The competition authority in Luxembourg concluded in the Utopia case that a merger can be subject to antitrust rules if it has produced anticompetitive effects on the market. This case concerned the acquisition of a local cinema by a neighbouring (dominant) one. The takeover was eventually cleared, as the NCA found that the failing firm defence was applicable and that therefore the acquisition did not produce anticompetitive effects on the market.
In December 2020, the Italian competition authority fined TicketOne for abusing its dominant position by, inter alia, completing four acquisitions below the national merger control thresholds. However, a regional court annulled the fine, arguing that Article 21(1) EUMR excludes the application of antitrust rules to concentrations. Towercast now proves the Italian court wrong and the national competition authority right.
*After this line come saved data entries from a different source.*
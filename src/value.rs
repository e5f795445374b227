//! Values, symbol lookup and a small expression scanner.

use std::collections::HashMap;

use crate::error::ErrorKind;
use crate::numeric::{self, Literal};

#[derive(Debug, Clone, Copy, PartialEq)]
pub enum Value {
    Signed(i64),
    Unsigned(u64),
    Float(f64),
    /// Reference to a symbol that has no value yet; carries 0.
    Undefined,
}

impl Value {
    pub fn is_undefined(&self) -> bool {
        matches!(self, Value::Undefined)
    }

    pub fn is_float(&self) -> bool {
        matches!(self, Value::Float(_))
    }

    pub fn as_i64(&self) -> i64 {
        match *self {
            Value::Signed(v) => v,
            Value::Unsigned(v) => v as i64,
            Value::Float(v) => v as i64,
            Value::Undefined => 0,
        }
    }

    pub fn as_f64(&self) -> f64 {
        match *self {
            Value::Signed(v) => v as f64,
            Value::Unsigned(v) => v as f64,
            Value::Float(v) => v,
            Value::Undefined => 0.0,
        }
    }

    pub fn as_literal(&self) -> Literal {
        match *self {
            Value::Float(v) => Literal::Float(v),
            Value::Unsigned(v) if v > i64::MAX as u64 => Literal::Unsigned(v),
            other => Literal::Int(other.as_i64()),
        }
    }

    fn from_i64(v: i64) -> Self {
        if v < 0 {
            Value::Signed(v)
        } else {
            Value::Unsigned(v as u64)
        }
    }

    fn combine(self, rhs: Value, int_op: fn(i64, i64) -> i64, float_op: fn(f64, f64) -> f64) -> Value {
        match (self, rhs) {
            (Value::Undefined, _) | (_, Value::Undefined) => Value::Undefined,
            (Value::Float(_), _) | (_, Value::Float(_)) => Value::Float(float_op(self.as_f64(), rhs.as_f64())),
            _ => Value::from_i64(int_op(self.as_i64(), rhs.as_i64())),
        }
    }
}

/// Read-only view of the caller's symbols for one call.
pub trait SymbolTable {
    fn lookup(&self, name: &str) -> Option<i64>;
}

/// Symbol table with nothing in it.
#[derive(Debug, Clone, Copy, Default)]
pub struct NoSymbols;

impl SymbolTable for NoSymbols {
    fn lookup(&self, _name: &str) -> Option<i64> {
        None
    }
}

impl SymbolTable for HashMap<String, i64> {
    fn lookup(&self, name: &str) -> Option<i64> {
        self.get(name).copied()
    }
}

/// Cursor over one source line.
///
/// Positions are byte offsets into the line, which is what errors report.
#[derive(Debug, Clone)]
pub struct Scanner<'a> {
    text: &'a str,
    pos: usize,
}

pub fn is_symbol_start(c: char) -> bool {
    c.is_ascii_alphabetic() || c == '_' || c == '.'
}

pub fn is_symbol_char(c: char) -> bool {
    c.is_ascii_alphanumeric() || c == '_' || c == '.'
}

impl<'a> Scanner<'a> {
    pub fn new(text: &'a str) -> Self {
        Self { text, pos: 0 }
    }

    pub fn at(text: &'a str, pos: usize) -> Self {
        Self { text, pos }
    }

    pub fn pos(&self) -> usize {
        self.pos
    }

    pub fn set_pos(&mut self, pos: usize) {
        self.pos = pos;
    }

    pub fn rest(&self) -> &'a str {
        &self.text[self.pos..]
    }

    pub fn peek(&self) -> Option<char> {
        self.rest().chars().next()
    }

    pub fn skip_spaces(&mut self) -> &mut Self {
        let n = self.rest().len() - self.rest().trim_start().len();
        self.pos += n;
        self
    }

    pub fn at_end(&self) -> bool {
        let rest = self.rest().trim_start();
        rest.is_empty() || rest.starts_with(';')
    }

    pub fn advance(&mut self, n: usize) {
        self.pos = (self.pos + n).min(self.text.len());
    }

    /// Consumes `c` after optional spaces.
    pub fn expect(&mut self, c: char) -> bool {
        self.skip_spaces();
        if self.peek() == Some(c) {
            self.pos += c.len_utf8();
            true
        } else {
            false
        }
    }

    /// Consumes `word` case-insensitively when it is not followed by a symbol
    /// character.
    pub fn expect_word(&mut self, word: &str) -> bool {
        self.skip_spaces();
        let rest = self.rest();
        let Some(head) = rest.get(..word.len()) else { return false };
        if !head.eq_ignore_ascii_case(word) {
            return false;
        }
        if rest[word.len()..].chars().next().is_some_and(is_symbol_char) {
            return false;
        }
        self.pos += word.len();
        true
    }

    /// Reads a symbol name without consuming anything else.
    pub fn symbol(&mut self) -> Option<&'a str> {
        self.skip_spaces();
        let rest = self.rest();
        if !rest.chars().next().is_some_and(is_symbol_start) {
            return None;
        }
        let len = rest.find(|c: char| !is_symbol_char(c)).unwrap_or(rest.len());
        self.pos += len;
        Some(&rest[..len])
    }

    /// Evaluates `term (('+' | '-') term)*`.
    pub fn expr(&mut self, ctx: &EvalContext<'_>) -> Result<Value, (ErrorKind, usize)> {
        let mut acc = self.term(ctx)?;
        loop {
            let save = self.pos;
            self.skip_spaces();
            match self.peek() {
                Some('+') => {
                    self.pos += 1;
                    let rhs = self.term(ctx)?;
                    acc = acc.combine(rhs, i64::wrapping_add, |a, b| a + b);
                }
                Some('-') => {
                    self.pos += 1;
                    let rhs = self.term(ctx)?;
                    acc = acc.combine(rhs, i64::wrapping_sub, |a, b| a - b);
                }
                _ => {
                    self.pos = save;
                    return Ok(acc);
                }
            }
        }
    }

    fn term(&mut self, ctx: &EvalContext<'_>) -> Result<Value, (ErrorKind, usize)> {
        self.skip_spaces();
        let at = self.pos;
        match self.peek() {
            Some('-') => {
                self.pos += 1;
                let v = self.term(ctx)?;
                Ok(Value::Signed(0).combine(v, i64::wrapping_sub, |a, b| a - b))
            }
            Some('+') => {
                self.pos += 1;
                self.term(ctx)
            }
            Some('~') => {
                self.pos += 1;
                match self.term(ctx)? {
                    Value::Float(_) => Err((ErrorKind::NotAnExpression, at)),
                    Value::Undefined => Ok(Value::Undefined),
                    v => Ok(Value::from_i64(!v.as_i64())),
                }
            }
            Some('(') => {
                self.pos += 1;
                let v = self.expr(ctx)?;
                if !self.expect(')') {
                    return Err((ErrorKind::MissingClosingParen, self.pos));
                }
                Ok(v)
            }
            Some('*') => {
                self.pos += 1;
                Ok(Value::Unsigned(ctx.location as u64))
            }
            Some('\'') => self.char_literal(),
            Some(c) if c.is_ascii_digit() || c == '.' && self.rest()[1..].starts_with(|c: char| c.is_ascii_digit()) => {
                let (lit, len) = numeric::scan_literal(self.rest(), ctx.radix).map_err(|e| (e, at))?;
                self.pos += len;
                Ok(match lit {
                    Literal::Int(v) => Value::Unsigned(v as u64),
                    Literal::Unsigned(v) => Value::Unsigned(v),
                    Literal::Float(v) => Value::Float(v),
                })
            }
            Some(c) if is_symbol_start(c) => {
                let name = self.symbol().unwrap_or_default();
                Ok(match ctx.symbols.lookup(name) {
                    Some(v) => Value::from_i64(v),
                    None => special_float(name).map_or(Value::Undefined, Value::Float),
                })
            }
            _ => Err((ErrorKind::NotAnExpression, at)),
        }
    }

    fn char_literal(&mut self) -> Result<Value, (ErrorKind, usize)> {
        let at = self.pos;
        let mut chars = self.rest()[1..].chars();
        let c = chars.next().ok_or((ErrorKind::MissingClosingQuote, at))?;
        if chars.next() != Some('\'') {
            return Err((ErrorKind::MissingClosingQuote, at));
        }
        self.pos += 2 + c.len_utf8();
        Ok(Value::Unsigned(c as u64))
    }

    /// Reads a `"..."` string; the scanner must sit on the opening quote.
    pub fn string(&mut self) -> Result<&'a str, (ErrorKind, usize)> {
        let at = self.pos;
        let body = &self.rest()[1..];
        let end = body.find('"').ok_or((ErrorKind::MissingClosingQuote, at))?;
        self.pos += end + 2;
        Ok(&body[..end])
    }
}

/// `INF` and `NAN` name non-finite floats unless a symbol shadows them.
fn special_float(name: &str) -> Option<f64> {
    if name.eq_ignore_ascii_case("INF") {
        Some(f64::INFINITY)
    } else if name.eq_ignore_ascii_case("NAN") {
        Some(f64::NAN)
    } else {
        None
    }
}

/// What an expression may refer to besides literals.
pub struct EvalContext<'a> {
    pub symbols: &'a dyn SymbolTable,
    pub location: u32,
    pub radix: u32,
}

#[cfg(test)]
mod tests {
    use super::*;

    fn eval(text: &str) -> Result<Value, (ErrorKind, usize)> {
        let mut syms = HashMap::new();
        syms.insert("label".to_string(), 0x40i64);
        let ctx = EvalContext { symbols: &syms, location: 0x100, radix: 10 };
        Scanner::new(text).expr(&ctx)
    }

    #[test]
    fn arithmetic_and_symbols() {
        assert_eq!(eval("1+2-4"), Ok(Value::Signed(-1)));
        assert_eq!(eval("label+0x10"), Ok(Value::Unsigned(0x50)));
        assert_eq!(eval("*-label"), Ok(Value::Unsigned(0xC0)));
        assert_eq!(eval("-(3+4)"), Ok(Value::Signed(-7)));
        assert_eq!(eval("'A'"), Ok(Value::Unsigned(65)));
        assert_eq!(eval("missing+1"), Ok(Value::Undefined));
        assert_eq!(eval("-1.5"), Ok(Value::Float(-1.5)));
    }

    #[test]
    fn non_finite_names() {
        assert_eq!(eval("inf"), Ok(Value::Float(f64::INFINITY)));
        assert_eq!(eval("-INF"), Ok(Value::Float(f64::NEG_INFINITY)));
        assert!(matches!(eval("NaN"), Ok(Value::Float(v)) if v.is_nan()));
        let mut syms = HashMap::new();
        syms.insert("nan".to_string(), 3i64);
        let ctx = EvalContext { symbols: &syms, location: 0, radix: 10 };
        assert_eq!(Scanner::new("nan").expr(&ctx), Ok(Value::Unsigned(3)));
    }

    #[test]
    fn wide_unsigned_keeps_its_sign() {
        let v = eval("0x8000000000000000").unwrap();
        assert_eq!(v, Value::Unsigned(1 << 63));
        assert_eq!(v.as_literal(), Literal::Unsigned(1 << 63));
        assert_eq!(v.as_f64(), 9.223372036854776e18);
        assert_eq!(Value::Unsigned(5).as_literal(), Literal::Int(5));
    }

    #[test]
    fn stops_before_register_suffix() {
        let syms = NoSymbols;
        let ctx = EvalContext { symbols: &syms, location: 0, radix: 10 };
        let mut s = Scanner::new("8(R2)");
        assert_eq!(s.expr(&ctx), Ok(Value::Unsigned(8)));
        assert_eq!(s.rest(), "(R2)");
    }

    #[test]
    fn reports_positions() {
        assert_eq!(eval("1+"), Err((ErrorKind::NotAnExpression, 2)));
        assert_eq!(eval("(1+2"), Err((ErrorKind::MissingClosingParen, 4)));
        assert_eq!(eval("'A"), Err((ErrorKind::MissingClosingQuote, 0)));
    }

    #[test]
    fn words_are_whole() {
        let mut s = Scanner::new("  TOSS");
        assert!(!s.expect_word("TOS"));
        assert!(s.expect_word("toss"));
        assert!(s.at_end());
    }
}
In the Netherlands, the Authority for Consumers and Markets prohibited the acquisition of Mauritskliniek by Bergman Clinics, both health care providers, in 2021. Bergman Clinics had previously completed multiple small acquisitions below national merger control thresholds. Martijn Snoep, chairman of the ACM, noted: “Growing independently is always possible. But there is a limit to a growth strategy of 'stringing beads', in which a very strong party takes over other smaller healthcare providers, because this can cause prices to rise further.” Towercast enables NCAs to intervene earlier in cases of creeping acquisitions by a dominant undertaking.
Practical implications and takeaways
The EU is now more aligned with other global merger control regimes like the US and China (and, some may say, inching closer to the UK’s more flexible toolkit). There is no safe harbour for anticompetitive mergers that are below jurisdictional thresholds. Article 22 EUMR seems better suited for international mergers that the European Commission may be better placed to review. Meanwhile, Towercast provides a tool that seems better suited to smaller acquisitions at Member State level where they are of interest to a national competition authority.
In any event, the takeaway is that merging parties will have to consider whether competition concerns and complaints are likely, even if their merger does not require notification. The risk assessment will not be the same for buyers and sellers and different ways to address this in transaction documents have already emerged.